Stored data:
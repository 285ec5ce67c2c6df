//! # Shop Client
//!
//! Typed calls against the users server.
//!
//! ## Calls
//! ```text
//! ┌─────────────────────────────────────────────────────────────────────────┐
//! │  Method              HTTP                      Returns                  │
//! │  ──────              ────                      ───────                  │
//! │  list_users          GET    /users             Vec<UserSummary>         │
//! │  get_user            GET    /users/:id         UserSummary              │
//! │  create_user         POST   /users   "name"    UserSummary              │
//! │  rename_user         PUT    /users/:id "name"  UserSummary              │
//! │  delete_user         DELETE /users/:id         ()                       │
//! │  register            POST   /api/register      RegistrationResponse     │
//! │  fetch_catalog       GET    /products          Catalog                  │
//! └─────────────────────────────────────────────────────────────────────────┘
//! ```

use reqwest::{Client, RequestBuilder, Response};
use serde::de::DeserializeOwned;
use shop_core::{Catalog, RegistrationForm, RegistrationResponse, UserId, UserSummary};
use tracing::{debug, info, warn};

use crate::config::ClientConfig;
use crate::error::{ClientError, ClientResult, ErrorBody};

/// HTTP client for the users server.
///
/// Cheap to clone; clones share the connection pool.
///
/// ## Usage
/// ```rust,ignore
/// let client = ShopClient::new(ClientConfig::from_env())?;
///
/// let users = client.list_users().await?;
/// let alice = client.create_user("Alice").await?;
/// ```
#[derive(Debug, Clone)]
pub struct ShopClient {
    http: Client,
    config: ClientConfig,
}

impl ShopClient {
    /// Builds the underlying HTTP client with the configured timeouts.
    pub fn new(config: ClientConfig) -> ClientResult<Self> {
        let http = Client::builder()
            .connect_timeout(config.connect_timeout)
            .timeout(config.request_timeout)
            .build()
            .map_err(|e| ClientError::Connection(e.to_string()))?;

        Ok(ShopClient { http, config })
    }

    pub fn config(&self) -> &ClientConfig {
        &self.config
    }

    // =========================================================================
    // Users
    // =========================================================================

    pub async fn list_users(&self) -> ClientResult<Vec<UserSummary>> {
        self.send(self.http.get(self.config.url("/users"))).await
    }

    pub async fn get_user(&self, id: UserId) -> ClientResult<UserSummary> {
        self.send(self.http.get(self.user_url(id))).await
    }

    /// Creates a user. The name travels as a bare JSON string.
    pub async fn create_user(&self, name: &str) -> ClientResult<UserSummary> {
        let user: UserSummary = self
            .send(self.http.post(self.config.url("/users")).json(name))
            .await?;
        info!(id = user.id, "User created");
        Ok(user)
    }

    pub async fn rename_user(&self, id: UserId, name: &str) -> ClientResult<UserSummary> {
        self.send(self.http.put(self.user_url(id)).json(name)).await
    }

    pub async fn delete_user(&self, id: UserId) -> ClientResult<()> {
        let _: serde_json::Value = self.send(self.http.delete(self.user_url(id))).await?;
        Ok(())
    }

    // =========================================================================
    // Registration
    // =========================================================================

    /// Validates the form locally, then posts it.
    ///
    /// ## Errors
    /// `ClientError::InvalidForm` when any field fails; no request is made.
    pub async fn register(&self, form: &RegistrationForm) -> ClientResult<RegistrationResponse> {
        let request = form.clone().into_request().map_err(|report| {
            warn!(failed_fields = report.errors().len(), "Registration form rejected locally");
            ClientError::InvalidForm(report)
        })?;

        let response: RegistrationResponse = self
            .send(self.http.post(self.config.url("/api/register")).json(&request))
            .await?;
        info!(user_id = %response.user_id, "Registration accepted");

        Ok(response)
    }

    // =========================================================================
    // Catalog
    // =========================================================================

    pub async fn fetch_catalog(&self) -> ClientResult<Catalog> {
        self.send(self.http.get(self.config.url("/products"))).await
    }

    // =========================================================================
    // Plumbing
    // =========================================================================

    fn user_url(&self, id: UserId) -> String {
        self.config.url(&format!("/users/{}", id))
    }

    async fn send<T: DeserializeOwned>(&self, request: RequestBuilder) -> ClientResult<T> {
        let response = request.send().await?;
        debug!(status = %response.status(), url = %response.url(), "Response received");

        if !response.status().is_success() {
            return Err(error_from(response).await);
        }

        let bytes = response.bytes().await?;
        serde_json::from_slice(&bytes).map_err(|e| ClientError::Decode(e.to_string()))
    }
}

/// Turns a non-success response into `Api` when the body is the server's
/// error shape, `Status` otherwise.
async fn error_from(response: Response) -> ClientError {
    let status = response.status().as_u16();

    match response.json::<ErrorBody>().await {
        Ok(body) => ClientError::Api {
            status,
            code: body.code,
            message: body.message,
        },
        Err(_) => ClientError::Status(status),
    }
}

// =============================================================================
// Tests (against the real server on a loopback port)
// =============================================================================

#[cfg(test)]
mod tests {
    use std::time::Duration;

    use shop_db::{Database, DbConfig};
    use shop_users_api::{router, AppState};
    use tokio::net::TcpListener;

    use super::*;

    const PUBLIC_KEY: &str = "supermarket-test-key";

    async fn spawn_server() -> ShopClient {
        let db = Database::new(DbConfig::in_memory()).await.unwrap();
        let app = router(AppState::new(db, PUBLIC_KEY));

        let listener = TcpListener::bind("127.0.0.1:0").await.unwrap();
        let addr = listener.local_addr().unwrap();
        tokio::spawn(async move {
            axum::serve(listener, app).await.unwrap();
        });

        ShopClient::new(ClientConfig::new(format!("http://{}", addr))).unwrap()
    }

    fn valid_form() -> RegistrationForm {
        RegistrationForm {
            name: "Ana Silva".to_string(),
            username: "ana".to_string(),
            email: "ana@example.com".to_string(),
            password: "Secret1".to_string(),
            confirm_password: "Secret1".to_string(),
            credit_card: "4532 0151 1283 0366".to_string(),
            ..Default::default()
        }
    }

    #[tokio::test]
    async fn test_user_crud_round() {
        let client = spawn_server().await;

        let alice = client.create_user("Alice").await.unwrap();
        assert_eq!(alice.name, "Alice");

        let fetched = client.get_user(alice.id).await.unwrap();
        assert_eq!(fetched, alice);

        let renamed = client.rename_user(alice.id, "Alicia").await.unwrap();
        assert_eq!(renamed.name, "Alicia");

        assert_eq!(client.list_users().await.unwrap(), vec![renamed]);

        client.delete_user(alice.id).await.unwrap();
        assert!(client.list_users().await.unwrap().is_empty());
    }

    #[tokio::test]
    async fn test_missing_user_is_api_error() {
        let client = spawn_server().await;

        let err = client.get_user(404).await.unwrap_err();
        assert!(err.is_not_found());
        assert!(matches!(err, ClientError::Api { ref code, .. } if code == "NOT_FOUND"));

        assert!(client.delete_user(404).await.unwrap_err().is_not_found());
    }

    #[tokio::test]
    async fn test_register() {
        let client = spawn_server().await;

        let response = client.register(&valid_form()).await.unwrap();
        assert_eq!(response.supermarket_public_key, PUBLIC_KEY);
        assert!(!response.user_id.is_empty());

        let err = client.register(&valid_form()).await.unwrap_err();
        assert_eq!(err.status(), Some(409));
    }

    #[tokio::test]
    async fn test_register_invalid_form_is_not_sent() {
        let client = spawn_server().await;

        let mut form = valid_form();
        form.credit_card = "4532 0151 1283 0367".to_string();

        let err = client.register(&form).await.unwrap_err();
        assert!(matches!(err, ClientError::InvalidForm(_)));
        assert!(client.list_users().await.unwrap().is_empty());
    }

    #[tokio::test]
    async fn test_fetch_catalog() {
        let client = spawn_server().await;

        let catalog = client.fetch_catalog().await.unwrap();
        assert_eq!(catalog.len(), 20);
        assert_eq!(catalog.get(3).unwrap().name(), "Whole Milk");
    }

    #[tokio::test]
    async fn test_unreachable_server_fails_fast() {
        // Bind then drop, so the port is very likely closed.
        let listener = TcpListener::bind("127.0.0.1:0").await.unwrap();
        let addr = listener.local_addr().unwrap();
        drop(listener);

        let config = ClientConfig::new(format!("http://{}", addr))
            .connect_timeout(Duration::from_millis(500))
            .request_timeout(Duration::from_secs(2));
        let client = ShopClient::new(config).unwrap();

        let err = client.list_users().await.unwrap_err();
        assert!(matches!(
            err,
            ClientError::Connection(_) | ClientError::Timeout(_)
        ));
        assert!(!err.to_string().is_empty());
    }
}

* * *

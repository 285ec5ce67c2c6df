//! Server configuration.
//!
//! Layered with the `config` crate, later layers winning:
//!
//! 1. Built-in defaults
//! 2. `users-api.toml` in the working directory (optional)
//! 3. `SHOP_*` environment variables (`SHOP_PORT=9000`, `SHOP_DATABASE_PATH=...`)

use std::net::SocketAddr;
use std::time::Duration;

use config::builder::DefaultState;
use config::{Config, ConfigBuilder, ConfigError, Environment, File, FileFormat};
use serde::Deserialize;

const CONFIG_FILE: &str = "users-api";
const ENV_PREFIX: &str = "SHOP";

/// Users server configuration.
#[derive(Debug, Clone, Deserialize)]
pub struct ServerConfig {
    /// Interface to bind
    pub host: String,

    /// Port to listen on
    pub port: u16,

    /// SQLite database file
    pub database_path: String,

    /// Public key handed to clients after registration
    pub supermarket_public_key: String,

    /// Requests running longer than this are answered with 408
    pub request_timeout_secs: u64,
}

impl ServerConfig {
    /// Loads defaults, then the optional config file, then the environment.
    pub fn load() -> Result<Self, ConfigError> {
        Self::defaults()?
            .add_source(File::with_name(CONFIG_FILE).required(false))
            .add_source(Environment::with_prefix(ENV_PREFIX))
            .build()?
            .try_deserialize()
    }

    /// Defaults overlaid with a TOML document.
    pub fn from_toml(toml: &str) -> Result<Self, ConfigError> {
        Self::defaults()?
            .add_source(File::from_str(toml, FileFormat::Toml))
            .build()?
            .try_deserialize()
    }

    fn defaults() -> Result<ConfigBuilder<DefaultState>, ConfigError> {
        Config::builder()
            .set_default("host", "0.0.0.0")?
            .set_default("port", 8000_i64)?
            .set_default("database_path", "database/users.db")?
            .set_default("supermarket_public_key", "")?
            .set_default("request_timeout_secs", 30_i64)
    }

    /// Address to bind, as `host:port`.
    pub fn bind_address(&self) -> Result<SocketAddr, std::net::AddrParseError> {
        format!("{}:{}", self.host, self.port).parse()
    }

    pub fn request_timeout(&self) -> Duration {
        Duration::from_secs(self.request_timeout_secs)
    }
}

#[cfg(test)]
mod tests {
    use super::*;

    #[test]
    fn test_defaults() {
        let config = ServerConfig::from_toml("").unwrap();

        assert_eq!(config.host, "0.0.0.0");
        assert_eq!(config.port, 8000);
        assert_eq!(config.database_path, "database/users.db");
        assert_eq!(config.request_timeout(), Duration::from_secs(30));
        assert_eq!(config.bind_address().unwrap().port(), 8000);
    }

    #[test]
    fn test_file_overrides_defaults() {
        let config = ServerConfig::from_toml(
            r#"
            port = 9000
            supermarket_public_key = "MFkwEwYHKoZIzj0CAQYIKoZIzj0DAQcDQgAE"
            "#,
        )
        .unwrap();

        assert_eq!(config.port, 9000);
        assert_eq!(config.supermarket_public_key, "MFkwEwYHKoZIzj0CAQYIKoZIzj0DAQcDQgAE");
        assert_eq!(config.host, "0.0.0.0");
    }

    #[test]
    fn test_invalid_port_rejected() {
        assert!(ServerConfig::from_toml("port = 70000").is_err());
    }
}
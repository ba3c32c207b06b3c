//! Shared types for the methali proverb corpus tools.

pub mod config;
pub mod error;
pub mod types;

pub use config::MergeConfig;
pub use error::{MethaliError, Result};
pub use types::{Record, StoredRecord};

---

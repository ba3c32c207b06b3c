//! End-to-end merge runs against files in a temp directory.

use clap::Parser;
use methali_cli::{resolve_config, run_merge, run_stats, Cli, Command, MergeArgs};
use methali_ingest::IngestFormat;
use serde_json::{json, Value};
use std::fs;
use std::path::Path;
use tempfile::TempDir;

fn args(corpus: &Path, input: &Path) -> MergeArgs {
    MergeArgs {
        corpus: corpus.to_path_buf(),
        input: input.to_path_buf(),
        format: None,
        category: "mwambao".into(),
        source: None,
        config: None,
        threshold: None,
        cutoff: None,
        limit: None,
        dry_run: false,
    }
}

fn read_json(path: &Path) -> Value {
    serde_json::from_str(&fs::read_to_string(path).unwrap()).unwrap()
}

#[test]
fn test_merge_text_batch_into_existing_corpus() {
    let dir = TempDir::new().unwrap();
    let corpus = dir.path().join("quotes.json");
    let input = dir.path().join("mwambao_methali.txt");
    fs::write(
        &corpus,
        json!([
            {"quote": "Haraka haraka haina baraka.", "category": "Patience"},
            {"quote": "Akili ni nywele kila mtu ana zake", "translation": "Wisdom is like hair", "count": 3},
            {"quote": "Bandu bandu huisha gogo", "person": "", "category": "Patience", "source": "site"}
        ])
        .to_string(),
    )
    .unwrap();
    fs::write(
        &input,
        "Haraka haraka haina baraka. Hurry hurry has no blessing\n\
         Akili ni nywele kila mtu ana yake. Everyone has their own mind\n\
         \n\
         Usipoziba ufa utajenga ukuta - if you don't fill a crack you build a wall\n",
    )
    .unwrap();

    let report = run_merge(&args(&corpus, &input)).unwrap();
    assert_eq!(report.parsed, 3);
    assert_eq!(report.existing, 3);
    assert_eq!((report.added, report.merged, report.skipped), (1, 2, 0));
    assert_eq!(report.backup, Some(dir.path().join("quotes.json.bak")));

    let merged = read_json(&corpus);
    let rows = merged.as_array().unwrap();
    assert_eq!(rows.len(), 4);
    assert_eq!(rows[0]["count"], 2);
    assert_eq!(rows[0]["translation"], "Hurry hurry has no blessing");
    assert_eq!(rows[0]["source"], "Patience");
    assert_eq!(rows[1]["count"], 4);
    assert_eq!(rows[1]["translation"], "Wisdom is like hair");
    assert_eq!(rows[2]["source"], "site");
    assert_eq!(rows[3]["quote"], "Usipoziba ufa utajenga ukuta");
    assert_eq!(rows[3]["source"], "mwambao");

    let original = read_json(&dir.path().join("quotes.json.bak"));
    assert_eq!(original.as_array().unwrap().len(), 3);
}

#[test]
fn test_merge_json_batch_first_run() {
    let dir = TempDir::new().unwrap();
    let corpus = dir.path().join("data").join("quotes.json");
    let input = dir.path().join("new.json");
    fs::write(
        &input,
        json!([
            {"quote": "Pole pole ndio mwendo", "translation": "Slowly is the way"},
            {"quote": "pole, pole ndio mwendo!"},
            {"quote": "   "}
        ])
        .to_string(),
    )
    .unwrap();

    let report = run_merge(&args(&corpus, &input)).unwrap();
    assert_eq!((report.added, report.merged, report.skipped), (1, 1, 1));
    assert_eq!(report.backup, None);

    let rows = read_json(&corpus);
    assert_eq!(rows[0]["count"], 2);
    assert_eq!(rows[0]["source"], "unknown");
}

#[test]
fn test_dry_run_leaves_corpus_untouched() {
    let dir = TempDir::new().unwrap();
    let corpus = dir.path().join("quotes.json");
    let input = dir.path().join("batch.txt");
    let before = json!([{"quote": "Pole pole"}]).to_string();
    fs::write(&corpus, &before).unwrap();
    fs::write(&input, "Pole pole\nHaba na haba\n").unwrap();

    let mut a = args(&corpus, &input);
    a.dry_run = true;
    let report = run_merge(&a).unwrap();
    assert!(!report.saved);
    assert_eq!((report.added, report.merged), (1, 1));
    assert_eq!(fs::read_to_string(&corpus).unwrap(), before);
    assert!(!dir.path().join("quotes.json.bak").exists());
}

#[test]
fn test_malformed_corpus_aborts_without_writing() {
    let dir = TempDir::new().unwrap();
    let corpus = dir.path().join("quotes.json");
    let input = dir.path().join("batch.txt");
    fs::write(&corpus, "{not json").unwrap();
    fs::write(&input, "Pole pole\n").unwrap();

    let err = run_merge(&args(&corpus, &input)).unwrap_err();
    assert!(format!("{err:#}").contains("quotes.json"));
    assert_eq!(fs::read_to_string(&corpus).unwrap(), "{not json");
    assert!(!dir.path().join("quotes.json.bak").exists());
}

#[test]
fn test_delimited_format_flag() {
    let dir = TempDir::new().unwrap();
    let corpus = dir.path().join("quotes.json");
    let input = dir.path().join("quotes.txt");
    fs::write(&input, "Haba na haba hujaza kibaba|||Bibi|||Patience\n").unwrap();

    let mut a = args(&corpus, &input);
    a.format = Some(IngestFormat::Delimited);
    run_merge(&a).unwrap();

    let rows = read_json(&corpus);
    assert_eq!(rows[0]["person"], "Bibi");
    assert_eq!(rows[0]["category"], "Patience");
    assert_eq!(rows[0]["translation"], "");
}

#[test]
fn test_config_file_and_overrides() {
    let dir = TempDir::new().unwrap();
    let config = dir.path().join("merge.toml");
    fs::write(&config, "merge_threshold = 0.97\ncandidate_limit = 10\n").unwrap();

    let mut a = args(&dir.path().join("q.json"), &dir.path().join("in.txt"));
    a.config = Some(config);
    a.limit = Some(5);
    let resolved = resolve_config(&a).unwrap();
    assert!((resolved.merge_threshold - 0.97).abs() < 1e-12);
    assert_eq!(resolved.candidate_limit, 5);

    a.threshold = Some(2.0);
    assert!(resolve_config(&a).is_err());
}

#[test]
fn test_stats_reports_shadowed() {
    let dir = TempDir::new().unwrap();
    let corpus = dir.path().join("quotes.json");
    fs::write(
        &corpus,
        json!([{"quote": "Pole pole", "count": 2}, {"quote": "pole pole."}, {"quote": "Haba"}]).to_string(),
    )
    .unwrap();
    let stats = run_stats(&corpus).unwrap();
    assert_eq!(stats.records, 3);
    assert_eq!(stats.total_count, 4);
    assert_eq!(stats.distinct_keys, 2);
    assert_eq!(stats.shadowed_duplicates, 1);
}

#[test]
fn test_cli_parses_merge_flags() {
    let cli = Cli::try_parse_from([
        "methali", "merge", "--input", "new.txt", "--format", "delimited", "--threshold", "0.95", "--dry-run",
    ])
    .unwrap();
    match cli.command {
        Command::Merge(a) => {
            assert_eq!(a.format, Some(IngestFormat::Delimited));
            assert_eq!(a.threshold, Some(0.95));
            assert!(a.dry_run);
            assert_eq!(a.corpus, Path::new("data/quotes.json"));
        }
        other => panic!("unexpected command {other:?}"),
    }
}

▶ **What you need to do**
Among the records above, extract exactly the lines from the line with "use methali_ingest::IngestFormat;" to the line with "assert_eq!(report.existing, 3);", both lines included, and leave out the rest.

▶ **Task solution**
use methali_ingest::IngestFormat;
use serde_json::{json, Value};
use std::fs;
use std::path::Path;
use tempfile::TempDir;

fn args(corpus: &Path, input: &Path) -> MergeArgs {
    MergeArgs {
        corpus: corpus.to_path_buf(),
        input: input.to_path_buf(),
        format: None,
        category: "mwambao".into(),
        source: None,
        config: None,
        threshold: None,
        cutoff: None,
        limit: None,
        dry_run: false,
    }
}

fn read_json(path: &Path) -> Value {
    serde_json::from_str(&fs::read_to_string(path).unwrap()).unwrap()
}

#[test]
fn test_merge_text_batch_into_existing_corpus() {
    let dir = TempDir::new().unwrap();
    let corpus = dir.path().join("quotes.json");
    let input = dir.path().join("mwambao_methali.txt");
    fs::write(
        &corpus,
        json!([
            {"quote": "Haraka haraka haina baraka.", "category": "Patience"},
            {"quote": "Akili ni nywele kila mtu ana zake", "translation": "Wisdom is like hair", "count": 3},
            {"quote": "Bandu bandu huisha gogo", "person": "", "category": "Patience", "source": "site"}
        ])
        .to_string(),
    )
    .unwrap();
    fs::write(
        &input,
        "Haraka haraka haina baraka. Hurry hurry has no blessing\n\
         Akili ni nywele kila mtu ana yake. Everyone has their own mind\n\
         \n\
         Usipoziba ufa utajenga ukuta - if you don't fill a crack you build a wall\n",
    )
    .unwrap();

    let report = run_merge(&args(&corpus, &input)).unwrap();
    assert_eq!(report.parsed, 3);
    assert_eq!(report.existing, 3);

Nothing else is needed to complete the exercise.